Terkait dengan pemekaran wilayah, dalam pidato di DPD tanggal 22 Agustus 2006 yang lalu Presiden menyatakan bahwa sejak diundangkannya UU No 22/1999 hingga berlakunya UU No 32/2004 tentang Pemerintahan daerah, telah terbentuk 7 provinsi, 114 kabupaten dan 27 kota sebagai daerah pemekaran. Meskipun pemekaran itu berangkat dari aspirasi yang baik, terutama untuk meningkatkan pembangunan dan pelayanan publik, namun dari berbagai evaluasi yang dilakukan, terlihat bahwa sebagian besar dari daerah-daerah pemekaran itu belum mampu mewujudkan keinginan itu. Bahkan kenyataannya justru sebaliknya. Disamping itu pemekaran wilayah, yang berarti pembentukan daerah otonom baru, kata presiden, otomatis akan menambah beban keuangan negara. Dengan memperhatikan semua ini, presiden memandang perlu untuk melakukan penataan kembali pemekaran wilayah agar dapat dilaksanakan secara sistematis dan terarah. Karena itulah pemerintah kini menunda pengajuan RUU inisiatif pemekaran wilayah, sambil menunggu penyelesaian penyusunan peraturan pemerintahan tentang pemekaran dan penggabungan wilayah.
Dari pernyataan tersebut, komisi II sebenarnya sudah memiliki sikap bahwa Peratutan Pemerintah pengganti PP No. 129 tentang pemekaran dan penggabungan harus segera diselesaikan, tetapi hingga saat ini memang belum ada sehingga tentunya mengganggu proses pembahasan RUU tentang Pemekaran Wilayah. Komisi II sepakat untuk menindaklanjuti usulan 12 RUU pemekaran karena sudah masuk tetapi yang 19 masih perlu dikaji. Itupun tetap menunggu PP pengganti PP 129 tersebut. Oleh karena itu sebenarnya masalah pemekaran bukan sekadar belum tercapainya tujuan karena usia otonomi daerah belumlah sepuluh tahun. Apalagi sampai menambah beban keuangan negara.

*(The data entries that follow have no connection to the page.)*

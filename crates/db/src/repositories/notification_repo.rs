//! Repository for the `notifications` table.

use serde_json::Value;

use super::{decode_rows, id_filter, put_nullable, timestamp_now, write_failed};
use crate::models::notification::{Notification, NotificationInput, NotificationList, NotificationRow};
use crate::store::{Filter, Order, Query, Row, Store, WriteError};

const TABLE: &str = "notifications";

/// Provides data access for notifications.
pub struct NotificationRepo;

impl NotificationRepo {
    /// List notifications, newest first.
    ///
    /// Returns an empty list when the store is unconfigured or the read
    /// fails, so the public page renders without announcements.
    pub async fn list(store: &Store, active_only: bool) -> NotificationList {
        let Some(tables) = store.reader() else {
            return NotificationList::default();
        };

        let mut query = Query::new().order(Order::desc("created_at"));
        if active_only {
            query = query.filter(Filter::eq("active", true));
        }

        match tables.select(TABLE, &query).await {
            Ok(rows) => NotificationList {
                notifications: decode_rows::<NotificationRow>(TABLE, rows)
                    .into_iter()
                    .map(Notification::from)
                    .collect(),
            },
            Err(e) => {
                tracing::warn!(table = TABLE, error = %e, "Failed to read notifications, serving none");
                NotificationList::default()
            }
        }
    }

    /// Insert a new notification, or update the supplied fields of an
    /// existing one when `input.id` is set.
    ///
    /// New notifications are active unless `active` says otherwise.
    pub async fn upsert(store: &Store, input: &NotificationInput) -> Result<(), WriteError> {
        if let Some(id) = &input.id {
            return Self::update(store, id, input).await;
        }

        let tables = store.writer()?;
        let now = timestamp_now();
        let mut row = changes_row(input);
        row.entry("active").or_insert(Value::Bool(true));
        row.insert("created_at".into(), now.clone());
        row.insert("updated_at".into(), now);

        tables
            .insert(TABLE, row)
            .await
            .map_err(|e| write_failed(TABLE, "insert", e))
    }

    /// Update only the fields present in `changes`.
    pub async fn update(
        store: &Store,
        id: &str,
        changes: &NotificationInput,
    ) -> Result<(), WriteError> {
        let tables = store.writer()?;
        let mut row = changes_row(changes);
        row.insert("updated_at".into(), timestamp_now());

        tables
            .update(TABLE, row, &[id_filter(id)])
            .await
            .map_err(|e| write_failed(TABLE, "update", e))
    }

    /// Delete a notification. Deleting a missing id is not an error.
    pub async fn delete(store: &Store, id: &str) -> Result<(), WriteError> {
        let tables = store.writer()?;
        tables
            .delete(TABLE, &[id_filter(id)])
            .await
            .map_err(|e| write_failed(TABLE, "delete", e))
    }
}

/// Storage columns for the fields present in `input`.
fn changes_row(input: &NotificationInput) -> Row {
    let mut row = Row::new();
    if let Some(text) = &input.text {
        row.insert("text".into(), Value::String(text.clone()));
    }
    put_nullable(&mut row, "background_color", &input.background_color);
    put_nullable(&mut row, "background_gradient", &input.background_gradient);
    put_nullable(&mut row, "border_color", &input.border_color);
    put_nullable(&mut row, "text_color", &input.text_color);
    if let Some(active) = input.active {
        row.insert("active".into(), Value::Bool(active));
    }
    row
}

Permasalaham menonjol lain adalah pemilihan kepala daerah sacara langsung yang sejak juni 2005 hingga juli 2006 telah dilaksanakan 257 pemilihan kepala daerah dan wakil kepala daerah baik untuk tingkat provinsi maupun kabupaten/kota dengan perincian 11 Gubernur dan wakil gubernur pada 11 provinsi, 208 Bupati dan wakil bupati pada 208 kabupaten dan 38 walikota dan wakil walikota pada 38 kota. Meskipun secara umum penyelenggaraan pilkada telah berlangsung dengan aman, tertib dan demokratis, namun terdapat beberapa hal krusial seperti terdapatnya pihak-pihak yang tidak puas dengan hasil pemilihan yang pada gilirannya mengakibatkan kejadian anarkis serta berlarut-larutnya penyelesaian konflik seperti pada kasus kota Depok.
Penyelesaian terhadap beberapa kasus memang dilakukan melalui proses peradilan yaitu pengajuan gugatan pemohon pada Mahkamah Agung dan pengadilan Tinggi. Dalam perjalannya banyak gugatan tersebut yang ditolak/tidak diterima yang pada gilirannya menumbuhkan ketidakpuasan atas keputusan tersebut. Kondisi inilah yang salah satunya sering memicu tindakan anarkis sebagai ekspresi ketidakpuasan. Padahal sesungguhnya ekspresi ketidakpuasan tidak seharusnya dilampiaskan melaui cara yang justru tidak demokratis.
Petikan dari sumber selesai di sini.